At step 404 one or more of the systems described herein coordinate a plurality of special purpose processors to perform, in parallel, the power on transition sequence for a device. For example, control circuit 112 coordinates multiple iterations of special purpose processor 130 to perform the power on transition sequence for system 100 in parallel.

At step 406 one or more of the systems described herein restore a state, in parallel by each of the plurality of special purpose processors as part of the power on transition sequence, using data stored in a local storage of each of the plurality of special purpose processors. For example, the iterations of special purpose processor 130 can use data stored in respective storage 132 to restore, in parallel, a state of one or more components of system 100.

The systems described herein can perform step 406 in a variety of ways. In one example, the data stored in the local storage corresponds to the previously-trained operational parameters (e.g., as described in connection with FIG. 2). In another example, the data stored in the local storage corresponds to a portion of the cached data (e.g., as described in connection with FIG. 3).

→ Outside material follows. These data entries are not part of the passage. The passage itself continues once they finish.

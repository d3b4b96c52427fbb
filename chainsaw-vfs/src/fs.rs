//! File system abstraction: resolve a URI to a sized, range-readable object.

use crate::error::VfsError;
use crate::local::LocalFileSystem;
use crate::uri::VfsUri;
use chainsaw_framework::Credentials;
use std::collections::HashMap;
use std::io;
use std::sync::Arc;

/// an opened file that can report its size and read byte ranges
pub trait FileObject: Send {
    /// current size in bytes
    fn size(&mut self) -> io::Result<u64>;

    /// read bytes `start..end`; may return fewer if the file shrank meanwhile
    fn read_range(&mut self, start: u64, end: u64) -> io::Result<Vec<u8>>;

    /// release the underlying handle; idempotent
    fn close(&mut self) {}
}

/// a transport for one URI scheme
pub trait FileSystem: Send + Sync {
    fn scheme(&self) -> &'static str;

    /// whether opening needs a username and secret
    fn requires_credentials(&self) -> bool {
        false
    }

    fn open(
        &self,
        uri: &VfsUri,
        credentials: Option<&Credentials>,
    ) -> Result<Box<dyn FileObject>, VfsError>;
}

/// registry of file systems keyed by URI scheme
pub struct VfsManager {
    file_systems: HashMap<&'static str, Arc<dyn FileSystem>>,
}

impl VfsManager {
    /// an empty registry
    pub fn new() -> Self {
        Self {
            file_systems: HashMap::new(),
        }
    }

    /// `file`, plus `sftp` when built with the `sftp` feature
    pub fn with_defaults() -> Self {
        let mut manager = Self::new();
        manager.register(Arc::new(LocalFileSystem));
        #[cfg(feature = "sftp")]
        manager.register(Arc::new(crate::sftp::SftpFileSystem::new()));
        manager
    }

    pub fn register(&mut self, file_system: Arc<dyn FileSystem>) {
        log::debug!("VfsManager: registered scheme '{}'", file_system.scheme());
        self.file_systems.insert(file_system.scheme(), file_system);
    }

    pub fn schemes(&self) -> Vec<&'static str> {
        let mut schemes: Vec<_> = self.file_systems.keys().copied().collect();
        schemes.sort_unstable();
        schemes
    }

    pub fn resolve(&self, uri: &VfsUri) -> Result<Arc<dyn FileSystem>, VfsError> {
        self.file_systems
            .get(uri.scheme())
            .cloned()
            .ok_or_else(|| VfsError::UnsupportedScheme(uri.scheme().to_string()))
    }

    /// whether `uri` names a scheme that needs credentials; unparsable URIs do not
    pub fn requires_credentials(&self, uri: &str) -> bool {
        VfsUri::parse(uri)
            .ok()
            .and_then(|uri| self.resolve(&uri).ok())
            .is_some_and(|fs| fs.requires_credentials())
    }

    pub fn open(
        &self,
        uri: &VfsUri,
        credentials: Option<&Credentials>,
    ) -> Result<Box<dyn FileObject>, VfsError> {
        let file_system = self.resolve(uri)?;
        let credentials = credentials.or(uri.embedded_credentials());
        if file_system.requires_credentials() && credentials.is_none() && uri.user().is_none() {
            return Err(VfsError::MissingCredentials(uri.redacted()));
        }
        file_system.open(uri, credentials)
    }
}

impl Default for VfsManager {
    fn default() -> Self {
        Self::with_defaults()
    }
}
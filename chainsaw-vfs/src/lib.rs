// chainsaw-vfs - virtual file systems and file tailing for chainsaw
//
// This crate provides the TailingSource line source plus the pluggable file
// systems it reads through: local files (memory-mapped ranged reads) and, with
// the `sftp` feature, remote files over SFTP.

mod error;
mod fs;
mod local;
#[cfg(feature = "sftp")]
mod sftp;
mod tail;
mod uri;

pub use error::VfsError;
pub use fs::{FileObject, FileSystem, VfsManager};
pub use local::{LocalFile, LocalFileSystem};
#[cfg(feature = "sftp")]
pub use sftp::{SftpFile, SftpFileSystem};
pub use tail::{Cursor, TailingSource};
pub use uri::{VfsUri, redact};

As detailed above, during a boot from a system off state, a memory controller (e.g., DRAM controller) and interface connections (e.g., DDR PHY connections) with the memory must be trained. This training can take a long enough time which can impact a user experience. To improve the user experience, the settings of the memory (DRAM) controller and the (DDR PHY) interface connections can be saved after the first training for each of them. For example, in an architecture having 16 memory controllers and 16 memory interfaces, the corresponding settings can be saved with values obtained from a memory training procedure on the first boot. On subsequent boots, rather than repeating the above process, the setting and values can be restored for both the memory controllers and the interfaces to enable a faster boot. However, this save/restore process is often performed serially.

In addition, when bringing up multiple I/O devices (e.g., PCIe devices) from their low power device states (e.g., a cold state such as a D3 state), a wake up process includes sending a powering up voltage rail followed by a reset de-assertion to train the I/O link between the SoC and the I/O device. Each of the cold devices have their own power and reset controls which typically get excited. This training also takes a long time as strict timing constraints must be satisfied between each step, especially if there are multiple devices on the platform that needs to be brought out from the cold state. With recent progress for power reduction, more devices are kept powered down during sleep state thereby making the wake up of multiple devices essential during wake up. This wake up process is also often performed serially.

The systems and methods provided herein allow these steps to be performed faster using, for example, accelerators or other special purpose processors that are light weight and instanced appropriately in hardware design to handle multiple things in parallel. By not having to support a large instruction set, the accelerators' hardware is optimized to execute their instructions faster. Accordingly, executing parallelized version of boot sequences as described herein can be more efficient, for instance reducing time for loading firmware(s), reducing time for memory training, reducing time for training peripheral device (I/O) interfaces, etc.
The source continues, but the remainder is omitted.